The French Fire began just after 6 pm on Thursday. It was 15 percent contained as of Friday evening, and some 3,100 people are without power in the county, according to PowerOutage.us. Cal Fire is mobilizing ground units and a helicopter to quell the blaze.
1,100 people were ordered to evacuate after the blaze broke out, Governor Gavin Newsom said on Friday. While some orders have been lifted, others remain under warnings. Footage of the fire shows billowing clouds of smoke as a helicopter releases fire retardant.
Officials also ordered patients and staff at California’s John C Fremont Hospital to shelter in place on Thursday, the Wyoming Tribune Eagle reports. However, that order expired on Friday afternoon.

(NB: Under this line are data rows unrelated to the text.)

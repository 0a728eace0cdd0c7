//! Conversions between the wire (protobuf) and domain metric forms.

use crate::metric::{Metric, MetricError, MetricKind};
use crate::proto;

pub fn kind_to_proto(kind: MetricKind) -> proto::Type {
    match kind {
        MetricKind::Counter => proto::Type::Counter,
        MetricKind::Gauge => proto::Type::Gauge,
    }
}

pub fn kind_from_proto(t: proto::Type) -> Result<MetricKind, MetricError> {
    match t {
        proto::Type::Counter => Ok(MetricKind::Counter),
        proto::Type::Gauge => Ok(MetricKind::Gauge),
        proto::Type::Unknown => Err(MetricError::NoSuchMetricType),
    }
}

pub fn to_proto(m: &Metric) -> Result<proto::Metric, MetricError> {
    let value = match m.kind {
        MetricKind::Counter => {
            proto::metric::Value::Counter(m.delta.ok_or(MetricError::MissingValue)?)
        }
        MetricKind::Gauge => {
            proto::metric::Value::Gauge(m.value.ok_or(MetricError::MissingValue)?)
        }
    };
    Ok(proto::Metric {
        id: m.id.clone(),
        hash: m.hash.clone(),
        r#type: kind_to_proto(m.kind) as i32,
        value: Some(value),
    })
}

pub fn from_proto(pm: &proto::Metric) -> Result<Metric, MetricError> {
    let kind = kind_from_proto(pm.r#type())?;
    let mut m = match (kind, pm.value.as_ref()) {
        (MetricKind::Counter, Some(proto::metric::Value::Counter(d))) => {
            Metric::counter(pm.id.clone(), *d)
        }
        (MetricKind::Gauge, Some(proto::metric::Value::Gauge(v))) => {
            Metric::gauge(pm.id.clone(), *v)
        }
        _ => return Err(MetricError::MissingValue),
    };
    m.hash = pm.hash.clone();
    Ok(m)
}

#[cfg(test)]
mod tests {
    use super::*;

    #[test]
    fn proto_round_trip() {
        let mut m = Metric::counter("PollCount", 7);
        m.hash = "deadbeef".to_string();
        let pm = to_proto(&m).unwrap();
        assert_eq!(pm.r#type(), proto::Type::Counter);
        assert_eq!(from_proto(&pm).unwrap(), m);

        let g = Metric::gauge("Alloc", 2.25);
        let pg = to_proto(&g).unwrap();
        assert_eq!(from_proto(&pg).unwrap(), g);
    }

    #[test]
    fn unknown_type_and_missing_value_fail() {
        assert_eq!(
            kind_from_proto(proto::Type::Unknown),
            Err(MetricError::NoSuchMetricType)
        );

        let mut m = Metric::counter("x", 1);
        m.delta = None;
        assert_eq!(to_proto(&m), Err(MetricError::MissingValue));

        // counter tag with a gauge payload
        let pm = proto::Metric {
            id: "x".to_string(),
            hash: String::new(),
            r#type: proto::Type::Counter as i32,
            value: Some(proto::metric::Value::Gauge(1.0)),
        };
        assert_eq!(from_proto(&pm), Err(MetricError::MissingValue));
    }
}
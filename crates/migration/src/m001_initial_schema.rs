use sea_orm_migration::prelude::*;

pub struct Migration;

impl MigrationName for Migration {
    fn name(&self) -> &str {
        "m001_initial_schema"
    }
}

#[async_trait::async_trait]
impl MigrationTrait for Migration {
    async fn up(&self, manager: &SchemaManager) -> Result<(), DbErr> {
        manager.get_connection().execute_unprepared(UP_SQL).await?;
        Ok(())
    }

    async fn down(&self, manager: &SchemaManager) -> Result<(), DbErr> {
        manager.get_connection().execute_unprepared(DOWN_SQL).await?;
        Ok(())
    }
}

const UP_SQL: &str = "
CREATE TABLE IF NOT EXISTS metrics (
    target TEXT NOT NULL,
    id TEXT NOT NULL,
    hash TEXT NOT NULL DEFAULT '',
    mtype TEXT NOT NULL,
    mdelta BIGINT,
    mvalue DOUBLE PRECISION,
    PRIMARY KEY (target, id)
);
CREATE INDEX IF NOT EXISTS idx_metrics_target ON metrics(target);
";

const DOWN_SQL: &str = "
DROP INDEX IF EXISTS idx_metrics_target;
DROP TABLE IF EXISTS metrics;
";
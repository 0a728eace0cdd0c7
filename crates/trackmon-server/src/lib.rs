pub mod config;
pub mod crypt;
pub mod grpc;
pub mod handlers;
pub mod logging;
pub mod middleware;

use std::sync::Arc;

use axum::routing::{get, post};
use axum::Router;
use ipnetwork::IpNetwork;
use rsa::RsaPrivateKey;
use tower_http::catch_panic::CatchPanicLayer;
use trackmon_storage::Repository;

/// Shared state of both ingestion surfaces.
#[derive(Clone)]
pub struct AppState {
    pub repo: Arc<dyn Repository>,
    /// Signing key for MAC verification; empty disables the check.
    pub key: Arc<Vec<u8>>,
    /// CIDR of admitted agents; `None` admits everyone.
    pub trusted: Option<IpNetwork>,
    /// Private key of the request-body encryption envelope.
    pub private_key: Option<Arc<RsaPrivateKey>>,
}

/// Assembles the HTTP surface. Layer order, outermost first: panic
/// recovery (skipped in debug mode), request logging, trusted-subnet
/// admission, body decryption.
pub fn build_router(state: AppState, debug: bool) -> Router {
    let mut router = Router::new()
        .route("/update/", post(handlers::update_metric_json))
        .route("/updates/", post(handlers::updates_metric_json))
        .route("/value/", post(handlers::get_metric_json))
        .route(
            "/update/:mtype/:name/:value",
            post(handlers::update_metric_path),
        )
        .route("/value/:mtype/:name", get(handlers::get_metric_path))
        .route("/ping", get(handlers::ping))
        .route("/", get(handlers::list_metrics))
        .layer(axum::middleware::from_fn_with_state(
            state.clone(),
            middleware::decrypt_body,
        ))
        .layer(axum::middleware::from_fn_with_state(
            state.clone(),
            middleware::trusted_subnet,
        ))
        .layer(axum::middleware::from_fn(logging::request_logging));
    if !debug {
        router = router.layer(CatchPanicLayer::new());
    }
    router.with_state(state)
}
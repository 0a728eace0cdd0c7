mod client;
mod config;
mod store;

use std::sync::Arc;
use std::time::Duration;

use anyhow::Result;
use tokio::task::JoinSet;
use tokio::time::{interval_at, Instant};
use tracing_subscriber::EnvFilter;
use trackmon_collector::cpu::CpuUtilization1;
use trackmon_collector::memory::{FreeMemory, TotalMemory};
use trackmon_collector::poll_count::PollCount;
use trackmon_collector::random_value::RandomValue;

use crate::client::Client;
use crate::store::MetricStore;

#[tokio::main]
async fn main() -> Result<()> {
    let args = config::AgentArgs::load()?;

    let directive = if args.verbose {
        "trackmon=debug"
    } else {
        "trackmon=info"
    };
    tracing_subscriber::fmt()
        .with_env_filter(EnvFilter::from_default_env().add_directive(directive.parse()?))
        .init();

    tracing::info!(
        version = env!("CARGO_PKG_VERSION"),
        commit = option_env!("BUILD_COMMIT").unwrap_or("N/A"),
        server = %args.address,
        transport = %args.transport,
        poll_secs = args.poll_interval,
        report_secs = args.report_interval,
        "trackmon-agent starting"
    );

    let client = Client::new(
        &args.transport,
        &args.address,
        &args.self_address,
        args.crypto_key.as_deref(),
    )?;

    let store = Arc::new(MetricStore::new(args.key.as_bytes()));
    store.add_custom(vec![
        Box::new(PollCount::new()),
        Box::new(RandomValue::new()),
        Box::new(TotalMemory::new()),
        Box::new(FreeMemory::new()),
        Box::new(CpuUtilization1::new()),
    ]);

    let is_json = args.format == "json";
    let poll_period = Duration::from_secs(args.poll_interval.max(1));
    let report_period = Duration::from_secs(args.report_interval.max(1));
    let mut poll = interval_at(Instant::now() + poll_period, poll_period);
    let mut report = interval_at(Instant::now() + report_period, report_period);

    // every in-flight worker is tracked here and drained on shutdown
    let mut workers: JoinSet<()> = JoinSet::new();

    loop {
        tokio::select! {
            _ = poll.tick() => {
                let store = store.clone();
                workers.spawn_blocking(move || {
                    if let Err(err) = store.scrape() {
                        tracing::error!(error = %err, "scrape failed");
                    }
                });
            }
            _ = report.tick() => {
                let store = store.clone();
                let client = client.clone();
                let base = args.address.clone();
                let batch = args.batch;
                workers.spawn(async move {
                    if let Err(err) = store.save(&client, &base, is_json, batch).await {
                        tracing::error!(error = %err, "report failed");
                    }
                });
            }
            _ = shutdown_signal() => {
                tracing::info!("agent stopping");
                break;
            }
        }
        while workers.try_join_next().is_some() {}
    }

    // drain in-flight workers, then flush one final report
    while workers.join_next().await.is_some() {}
    if let Err(err) = store.save(&client, &args.address, is_json, args.batch).await {
        tracing::error!(error = %err, "final report failed");
    }

    Ok(())
}

#[cfg(unix)]
async fn shutdown_signal() {
    use tokio::signal::unix::{signal, SignalKind};
    let term = signal(SignalKind::terminate());
    let quit = signal(SignalKind::quit());
    match (term, quit) {
        (Ok(mut term), Ok(mut quit)) => {
            tokio::select! {
                _ = tokio::signal::ctrl_c() => {}
                _ = term.recv() => {}
                _ = quit.recv() => {}
            }
        }
        _ => {
            tokio::signal::ctrl_c().await.ok();
        }
    }
}

#[cfg(not(unix))]
async fn shutdown_signal() {
    tokio::signal::ctrl_c().await.ok();
}
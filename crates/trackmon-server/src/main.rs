use std::net::SocketAddr;
use std::path::{Path, PathBuf};
use std::sync::Arc;
use std::time::Duration;

use anyhow::Result;
use ipnetwork::IpNetwork;
use tonic::transport::Server as TonicServer;
use tracing_subscriber::EnvFilter;
use trackmon_common::proto::monitoring_server::MonitoringServer;
use trackmon_server::config::ServerArgs;
use trackmon_server::{build_router, crypt, grpc, AppState};
use trackmon_storage::{DbStorage, MemStorage, Repository};

const SHOW_STORE_PERIOD: Duration = Duration::from_secs(5);
const SHUTDOWN_DEADLINE: Duration = Duration::from_secs(1);

#[tokio::main]
async fn main() -> Result<()> {
    let args = ServerArgs::load()?;

    let directive = if args.verbose {
        "trackmon=debug"
    } else {
        "trackmon=info"
    };
    tracing_subscriber::fmt()
        .with_env_filter(EnvFilter::from_default_env().add_directive(directive.parse()?))
        .init();

    tracing::info!(
        version = env!("CARGO_PKG_VERSION"),
        commit = option_env!("BUILD_COMMIT").unwrap_or("N/A"),
        listen = %args.address,
        transport = %args.transport,
        "trackmon-server starting"
    );

    if args.generate_crypto_keys {
        let path = args
            .crypto_key
            .clone()
            .unwrap_or_else(|| PathBuf::from("key.pem"));
        crypt::generate_crypto_keys(&path)?;
    }

    // storage selection: DSN configured → relational, otherwise in-memory
    let repo: Arc<dyn Repository>;
    let mut mem: Option<Arc<MemStorage>> = None;
    if !args.database_dsn.is_empty() {
        let db = DbStorage::open(&args.database_dsn).await?;
        repo = Arc::new(db);
    } else {
        let store_file = (!args.store_file.is_empty()).then(|| PathBuf::from(&args.store_file));
        let interval =
            (args.store_interval > 0).then(|| Duration::from_secs(args.store_interval));
        let storage = MemStorage::open(args.restore, interval, store_file)?;
        mem = Some(storage.clone());
        repo = storage;
    }

    let trusted: Option<IpNetwork> = if args.trusted_subnet.is_empty() {
        None
    } else {
        Some(args.trusted_subnet.parse()?)
    };
    let private_key = match (&args.transport[..], &args.crypto_key) {
        ("http", Some(path)) if Path::new(path).exists() => {
            Some(Arc::new(crypt::load_private_key(path)?))
        }
        _ => None,
    };

    let state = AppState {
        repo: repo.clone(),
        key: Arc::new(args.key.clone().into_bytes()),
        trusted,
        private_key,
    };

    if args.show_store {
        let repo = repo.clone();
        tokio::spawn(async move {
            let mut tick = tokio::time::interval(SHOW_STORE_PERIOD);
            loop {
                tick.tick().await;
                match repo.list().await {
                    Ok(list) => {
                        for (target, values) in list {
                            tracing::info!(target = %target, metrics = ?values, "store contents");
                        }
                    }
                    Err(err) => tracing::error!(error = %err, "store listing failed"),
                }
            }
        });
    }

    match args.transport.as_str() {
        "http" => {
            let app = build_router(state, args.verbose);
            let listener = tokio::net::TcpListener::bind(&args.address).await?;
            let serve = axum::serve(
                listener,
                app.into_make_service_with_connect_info::<SocketAddr>(),
            )
            .with_graceful_shutdown(shutdown_signal());
            // the graceful drain is bounded by the shutdown deadline
            tokio::select! {
                res = serve => res?,
                _ = async {
                    shutdown_signal().await;
                    tokio::time::sleep(SHUTDOWN_DEADLINE).await;
                } => {
                    tracing::warn!("graceful shutdown deadline exceeded, aborting");
                }
            }
        }
        "grpc" => {
            let addr: SocketAddr = args.address.parse()?;
            let service = MonitoringServer::new(grpc::MonitoringService::new(state));
            TonicServer::builder()
                .add_service(service)
                .serve_with_shutdown(addr, shutdown_signal())
                .await?;
        }
        other => anyhow::bail!("unsupported transport {other}"),
    }

    // flush the in-memory store once on the way out
    if let Some(storage) = mem {
        if let Err(err) = storage.save() {
            tracing::error!(error = %err, "final snapshot failed");
        }
    }
    tracing::info!("server stopped");
    Ok(())
}

#[cfg(unix)]
async fn shutdown_signal() {
    use tokio::signal::unix::{signal, SignalKind};
    let term = signal(SignalKind::terminate());
    let quit = signal(SignalKind::quit());
    match (term, quit) {
        (Ok(mut term), Ok(mut quit)) => {
            tokio::select! {
                _ = tokio::signal::ctrl_c() => {}
                _ = term.recv() => {}
                _ = quit.recv() => {}
            }
        }
        _ => {
            tokio::signal::ctrl_c().await.ok();
        }
    }
}

#[cfg(not(unix))]
async fn shutdown_signal() {
    tokio::signal::ctrl_c().await.ok();
}
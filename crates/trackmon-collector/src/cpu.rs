use std::time::Duration;

use crate::Collector;
use anyhow::Result;
use sysinfo::System;
use trackmon_common::{Metric, MetricKind};

/// Gauge tracking global CPU utilization, sampled over roughly one second.
pub struct CpuUtilization1 {
    system: System,
    value: f64,
}

impl CpuUtilization1 {
    pub fn new() -> Self {
        let mut system = System::new();
        system.refresh_cpu_all();
        Self { system, value: 0.0 }
    }
}

impl Collector for CpuUtilization1 {
    fn name(&self) -> &'static str {
        "CPUutilization1"
    }

    fn desc(&self) -> &'static str {
        "CPU utilization percent averaged over one second"
    }

    fn kind(&self) -> MetricKind {
        MetricKind::Gauge
    }

    fn value_string(&self) -> String {
        format!("{:.6}", self.value)
    }

    fn scrape(&mut self) -> Result<()> {
        // usage is a delta between two refreshes at least the minimum
        // interval apart
        self.system.refresh_cpu_all();
        std::thread::sleep(sysinfo::MINIMUM_CPU_UPDATE_INTERVAL.max(Duration::from_secs(1)));
        self.system.refresh_cpu_all();
        self.value = self.system.global_cpu_usage() as f64;
        Ok(())
    }

    fn metric(&self) -> Metric {
        Metric::gauge(self.name(), self.value)
    }
}
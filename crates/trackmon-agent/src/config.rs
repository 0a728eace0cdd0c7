use std::path::PathBuf;

use clap::parser::ValueSource;
use clap::{CommandFactory, FromArgMatches, Parser};
use serde::Deserialize;

#[derive(Parser, Debug, Clone)]
#[command(name = "trackmon-agent", version, about = "host metrics collection agent")]
pub struct AgentArgs {
    /// Server address to report to
    #[arg(
        short = 'a',
        long = "address",
        env = "ADDRESS",
        default_value = "127.0.0.1:8080"
    )]
    pub address: String,

    /// Signing key for metric MACs (empty disables signing)
    #[arg(short = 'k', long, env = "KEY", default_value = "")]
    pub key: String,

    /// Report format; "json" switches to the JSON endpoints
    #[arg(short = 'f', long, env = "FORMAT", default_value = "")]
    pub format: String,

    /// Send all metrics in one batch request
    #[arg(
        short = 'b',
        long,
        env = "BATCH",
        default_value_t = true,
        action = clap::ArgAction::Set
    )]
    pub batch: bool,

    /// Poll interval in seconds
    #[arg(short = 'p', long, env = "POLL_INTERVAL", default_value_t = 2)]
    pub poll_interval: u64,

    /// Report interval in seconds
    #[arg(short = 'r', long, env = "REPORT_INTERVAL", default_value_t = 10)]
    pub report_interval: u64,

    /// Path to the PEM-encoded RSA public key for request encryption
    #[arg(long, env = "CRYPTO_KEY")]
    pub crypto_key: Option<PathBuf>,

    /// Outbound transport
    #[arg(long, env = "TRANSPORT", default_value = "http")]
    pub transport: String,

    /// Address stamped into the X-Real-IP header
    #[arg(long, env = "SELF_ADDRESS", default_value = "127.0.0.1")]
    pub self_address: String,

    /// Enable debug logging
    #[arg(short = 'v', long, env = "VERBOSE")]
    pub verbose: bool,

    /// TOML config file supplying defaults for any of the above
    #[arg(short = 'c', long, env = "CONFIG")]
    pub config: Option<PathBuf>,
}

/// File-level counterpart of [`AgentArgs`]; every field optional.
#[derive(Debug, Default, Deserialize)]
pub struct AgentFileConfig {
    pub address: Option<String>,
    pub key: Option<String>,
    pub format: Option<String>,
    pub batch: Option<bool>,
    pub poll_interval: Option<u64>,
    pub report_interval: Option<u64>,
    pub crypto_key: Option<PathBuf>,
    pub transport: Option<String>,
    pub self_address: Option<String>,
}

impl AgentArgs {
    /// Parses flags and environment, then lets a `--config` file fill in
    /// any value the command line left at its default. Precedence:
    /// flag/env over file over built-in default.
    pub fn load() -> anyhow::Result<Self> {
        let matches = <Self as CommandFactory>::command().get_matches();
        Self::from_matches(matches)
    }

    fn from_matches(matches: clap::ArgMatches) -> anyhow::Result<Self> {
        let mut args = Self::from_arg_matches(&matches)?;
        let Some(path) = args.config.clone() else {
            return Ok(args);
        };
        let file: AgentFileConfig = toml::from_str(&std::fs::read_to_string(&path)?)?;
        let defaulted = |id: &str| {
            matches
                .value_source(id)
                .map_or(true, |s| s == ValueSource::DefaultValue)
        };
        if defaulted("address") {
            if let Some(v) = file.address {
                args.address = v;
            }
        }
        if defaulted("key") {
            if let Some(v) = file.key {
                args.key = v;
            }
        }
        if defaulted("format") {
            if let Some(v) = file.format {
                args.format = v;
            }
        }
        if defaulted("batch") {
            if let Some(v) = file.batch {
                args.batch = v;
            }
        }
        if defaulted("poll_interval") {
            if let Some(v) = file.poll_interval {
                args.poll_interval = v;
            }
        }
        if defaulted("report_interval") {
            if let Some(v) = file.report_interval {
                args.report_interval = v;
            }
        }
        if defaulted("crypto_key") {
            if let Some(v) = file.crypto_key {
                args.crypto_key = Some(v);
            }
        }
        if defaulted("transport") {
            if let Some(v) = file.transport {
                args.transport = v;
            }
        }
        if defaulted("self_address") {
            if let Some(v) = file.self_address {
                args.self_address = v;
            }
        }
        Ok(args)
    }
}

#[cfg(test)]
mod tests {
    use super::*;

    #[test]
    fn file_fills_defaults_but_flags_win() {
        let dir = tempfile::tempdir().unwrap();
        let path = dir.path().join("agent.toml");
        std::fs::write(
            &path,
            "address = \"10.0.0.9:9999\"\npoll_interval = 30\n",
        )
        .unwrap();

        let matches = <AgentArgs as CommandFactory>::command().get_matches_from([
            "trackmon-agent",
            "--address",
            "127.0.0.1:1234",
            "--config",
            path.to_str().unwrap(),
        ]);
        let args = AgentArgs::from_matches(matches).unwrap();
        // explicit flag beats the file
        assert_eq!(args.address, "127.0.0.1:1234");
        // file beats the built-in default
        assert_eq!(args.poll_interval, 30);
        assert_eq!(args.report_interval, 10);
    }

    #[test]
    fn defaults_without_config_file() {
        let matches =
            <AgentArgs as CommandFactory>::command().get_matches_from(["trackmon-agent"]);
        let args = AgentArgs::from_matches(matches).unwrap();
        assert_eq!(args.address, "127.0.0.1:8080");
        assert!(args.batch);
        assert_eq!(args.transport, "http");
    }
}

Shelter-in-place orders for Yosemite Inn and Quality Inn were also lifted on Friday, local outlet ABC 30 reports.
The fire forced the closure of Highway 140, a well-trafficked road into Yosemite, on Thursday, according to ABC 30. However, the road re-opened on Friday.
Officials are still investigating the cause of the fire.
On Friday morning, Newsom said his office secured a Fire Management Assistance Grant from the Federal Emergency Management Agency. The program allows states like California to apply for reimbursement of their fire-fighting costs.
California is also battling the Thompson Fire, which has burned through nearly 4,000 acres and is 46 percent contained. The blaze, which started some 70 miles outside of Sacramento, forced some 17,000 people to evacuate — though many have been allowed to return to their homes, the Associated Press reports.
“It was panic, because my dad didn’t want to leave and I told him, ‘You gotta get in the car right now,’” resident Lynette Bailey told NBC News.
Most counties in California are under an excessive heat warning this week, which is exacerbating fires in the state.
“These conditions are so hot anything that can create a spark can create a fire that can grow real fast,” Ryan Kittell, meteorologist with the National Weather Service in Oxnard, told the Los Angeles Times.
The human-caused climate crisis will continue to create prime conditions for destructive wildfires as global temperatures increase, making rain more erratic and droughts more prolonged and intense.
Climate scientists say that it is very likely 2024 will be the hottest year on record globally, following the record-setting temperatures of 2023.